Is the 2x income by 35 rule realistic?
For households earning under $100k, yes — the Fed data shows $50-100k earners age 35-44 have a $186K bracket median (close to 2x the midpoint of $75K). For higher earners it gets harder because expenses scale with income: at $150K income, 2x is $300K, which is less than the $420K bracket median but still demanding.
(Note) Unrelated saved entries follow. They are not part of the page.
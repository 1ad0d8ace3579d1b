//! Generic input event types for cross-backend compatibility.

/// Generic key representation for cross-backend compatibility.
///
/// Backend implementations map their native key codes to these generic
/// key values for unified input handling.
#[derive(Debug, Clone, Copy, PartialEq, Eq)]
pub enum Key {
    /// Regular character key (a-z, 0-9, symbols)
    Char(char),
    Left,
    Right,
    Up,
    Down,
    PageUp,
    PageDown,
    Escape,
    /// Unmapped or unrecognized key
    Unknown,
}

/// Pointer and keyboard events delivered to the blackboard, in screen coordinates.
#[derive(Debug, Clone, Copy, PartialEq, Eq)]
pub enum InputEvent {
    ButtonPress { x: i32, y: i32 },
    ButtonRelease { x: i32, y: i32 },
    Motion { x: i32, y: i32 },
    KeyPress(Key),
}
The rule is directionally correct but your income bracket matters more than your age.
What if I have student debt at 35?
Net worth subtracts debt, so student loans directly lower the number. A common 35-year-old scenario: $120K assets minus $40K student debt = $80K net worth. The fix isn't accelerated debt payoff at low interest (4-5%) — it's running both in parallel. Hit the employer 401(k) match first (instant 50-100% return), then split extra cash between debt above 6% and taxable investing. See our debt payoff calculator for the specific math.
What should my net worth be at 35 if I make $100k?
The Fed SCF 2022 median net worth for households age 35-44 earning $100-200k is $420,000 (75th percentile: $1.05M). If you're at or above $420K with a $100K income, you're tracking with the median high earner in that bracket. Below $420K, you're behind your income peers — usually from late start on retirement savings, recent home purchase, or kids in private school. At 35, 20 years of compounding still does most of the heavy lifting.
Is it too late to start saving at 35?
No — 35 with $0 is still a viable FIRE path. Starting at 35 saving $1,500/month at 7% real return gets you to about $1.24M by 60, or $1.84M by 65. The bigger risk at 35 is plateauing your savings rate, not the age itself. Every 2-3 year career transition or promotion is an opportunity to auto-escalate 401(k) contributions before lifestyle creep absorbs the raise.
Should I be focused on paying off the house or investing at 35?
If the mortgage rate is under 5%, invest the extra rather than paying down the mortgage — 7% long-term equity returns beat a 4-5% guaranteed payoff. If the rate is 6%+, the math is a coin flip and psychology matters: some households sleep better mortgage-free. The one non-negotiable is maxing the employer 401(k) match before either. See our mortgage vs invest calculator for break-even years.